• What you have to do: Comb through the entries for "ModuleSet" and pull out each line that holds it.

[Records from a collection]
---*---
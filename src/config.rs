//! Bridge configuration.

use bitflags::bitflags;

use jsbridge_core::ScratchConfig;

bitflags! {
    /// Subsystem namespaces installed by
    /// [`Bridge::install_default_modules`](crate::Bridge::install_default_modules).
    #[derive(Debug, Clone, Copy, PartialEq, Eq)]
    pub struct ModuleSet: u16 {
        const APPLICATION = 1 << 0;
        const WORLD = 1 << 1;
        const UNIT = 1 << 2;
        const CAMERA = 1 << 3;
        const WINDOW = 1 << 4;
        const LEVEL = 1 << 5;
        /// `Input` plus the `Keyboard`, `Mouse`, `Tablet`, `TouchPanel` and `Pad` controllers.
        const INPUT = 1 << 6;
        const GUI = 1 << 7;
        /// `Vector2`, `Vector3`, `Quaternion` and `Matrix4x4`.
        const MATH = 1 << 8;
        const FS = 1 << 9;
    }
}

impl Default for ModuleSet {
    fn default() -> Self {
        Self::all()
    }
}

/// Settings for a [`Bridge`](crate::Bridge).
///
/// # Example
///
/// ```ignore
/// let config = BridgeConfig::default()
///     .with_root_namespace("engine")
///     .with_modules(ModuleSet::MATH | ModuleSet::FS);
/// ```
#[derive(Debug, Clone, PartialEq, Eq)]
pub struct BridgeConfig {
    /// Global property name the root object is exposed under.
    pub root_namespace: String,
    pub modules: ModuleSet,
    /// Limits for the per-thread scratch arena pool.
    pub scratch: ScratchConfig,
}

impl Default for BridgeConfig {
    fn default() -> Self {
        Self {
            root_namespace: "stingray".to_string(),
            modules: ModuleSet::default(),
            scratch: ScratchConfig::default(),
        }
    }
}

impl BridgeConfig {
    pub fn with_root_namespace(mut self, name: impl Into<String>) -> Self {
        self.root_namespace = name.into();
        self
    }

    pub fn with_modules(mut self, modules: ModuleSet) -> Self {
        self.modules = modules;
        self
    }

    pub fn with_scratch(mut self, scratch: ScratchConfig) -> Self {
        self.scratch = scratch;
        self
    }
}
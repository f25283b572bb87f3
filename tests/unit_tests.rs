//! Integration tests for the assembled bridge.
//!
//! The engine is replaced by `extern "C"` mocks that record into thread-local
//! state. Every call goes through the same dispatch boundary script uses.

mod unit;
---*---
• Your solution:
    pub struct ModuleSet: u16 {
impl Default for ModuleSet {
///     .with_modules(ModuleSet::MATH | ModuleSet::FS);
    pub modules: ModuleSet,
            modules: ModuleSet::default(),
    pub fn with_modules(mut self, modules: ModuleSet) -> Self {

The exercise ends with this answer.